Ölümü yakıştırmadığım “eşim” in cenazesine gidemedim… Sonrasında mezarına geldim, kocaman bir gül ağacı dikili mezarında taşında da çok erken gittiğine dair gözyaşlarımın gözlerimi örtmesinden okuyamadığım bir yazı…
Hala bir gün “eşim eşim ben geldim” diye koluma girip bir yerlerden çıkmanı ya da bir kafe de kahve içerken seni görmeyi hayal ediyorum ”eşim”…





****Gözünü sevdiğimin Facebook'u, ortanca kardeşin Seçkin yazmış "anneannecim mekanın cennet olsun" diye :(

13 Ağustos 2009 Perşembe

Madalyonun Ön Yüzünü Yaşadığımız Hayatın...
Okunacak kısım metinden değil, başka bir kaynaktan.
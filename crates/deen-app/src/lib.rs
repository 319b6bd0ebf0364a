pub mod controller;
pub mod events;
pub mod navigation;
pub mod state;
pub mod status;
pub mod stdio;
pub mod ui;
pub mod worker;

#[cfg(test)]
mod tests;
Bir de öbür yüzü var, bir çoklarının son sürat duyarlılığıyla yaşadığı...
Candan Tarifler konu etmiş bugün meydanında...
Hani ben de sürekli derim ya şükredelim arkadaşlar, bırakalım aka karaya dertlenmeyi, en önemlisi sağlığımız diye...
Bir arkadaşım sıkıntısını paylaşsa, evet her sıkıntı kendince büyük ama "ya diyorum şu an en sevdiğinin yoğun bakımdaki odasının kapısında bekleseydin?" dediğimde, haaa diyor karşımdaki, evet var bunda da bir hayır...
Bu gibi durumların ilk tokatını hastanelerde yaşarız ya kendimize ya da yakınlarımızla...
Sonra gazete kupürlerinde ya da sağdan soldan duyduklarımızla...
Elimizden daha fazlası gelse, daha fazla yaraya merhem olacak el olabilsek ama okyanusta bir damla olmanın eli kolu bağladığı şu durumda da en azından kampanyaları desteklemek en yapılabiliri...
O zaman beklemeye gerek bile yok BURADAN buyrun...

Bura mı?

Gayet keyifli tam yaz yeri, bahçede her daim suyu akan bir hortum ki her yarım saatte bir elimde, o çam dibi, bu gül dibi, olmadı betonlar, sulayıp geziyorum...
Ekürim izinli ama buradaki arkadaşlar ala...
Kahvemiz kapı önündeki gölgelikte içilirken sonrasında klima ferahlığında makinanın başında...
Bir de komşu yer var ki, oradaki hatunların hepsi birbirinden renkli...
Öyle renkliler ki "ben siyah beyaza, el renkliye hasret" dedirtecek türden ama çok keyifliler, her günümüz bir dizi tadında, hem de hiç bir anı kaçırılmayacak olanından...
Bu arada ailecek beklediğimiz ivedi haber, o da gelse hepsinden ala...
Kuzum annemle evde bakımda, yanakları doldu şimdiden, eee anneanne bakımında...
Az önce annem tarafından telefonda, epey bir haşlandım...
Dün akşamki park sefafından ben akıllı, bütün kova kürek ne varsa parkta koymuş gelmişim, sabah parka çıktıklarında Rengin tanımış "aaaa anane kovam küreklerim" diye...
Ne güzel işte duruyorlar yerinde :)
Ama benim bu aklı bir karış havada durumum için de epey kaygılı annem sultanım Fatmam...
Hele bir gün de babamın arabada komple çantamı unutmuştum hem de eksiliğini saatler sonra farkettiğim annem sayesinde :)
Keyfim yerinde, suskunluğumsa devam, hayalkırıklığını ve üzerine şaşkınlığımı atalı hele epey oldu...
Sardunyamın başta anlayamadığım detayları kulağımda küpe, uygulayabilirsem ne ala ama başka da yolu yok :)
Radyoda Nil işime gelmeyince birşey diyor ki genelde şarkı sözlerini anlamadan uydurur gülerim halime...
Primanın dizi dizi Bodrum Günlükleri, blogdaki eğlencem...
Bu ara blog ahalisi de yazmaya başladı yavaştan yavaştan...
Geçiyor işte günler bir yaz esnekliğinde, ha avare avare ha işten bunaltan durumunda...
Haydi hayırlısı...

11 Ağustos 2009 Salı

Şehrime Geldi Ayaz...

İki günden beri hissettiriyor kendini, rüzgarı hafif soğuğu...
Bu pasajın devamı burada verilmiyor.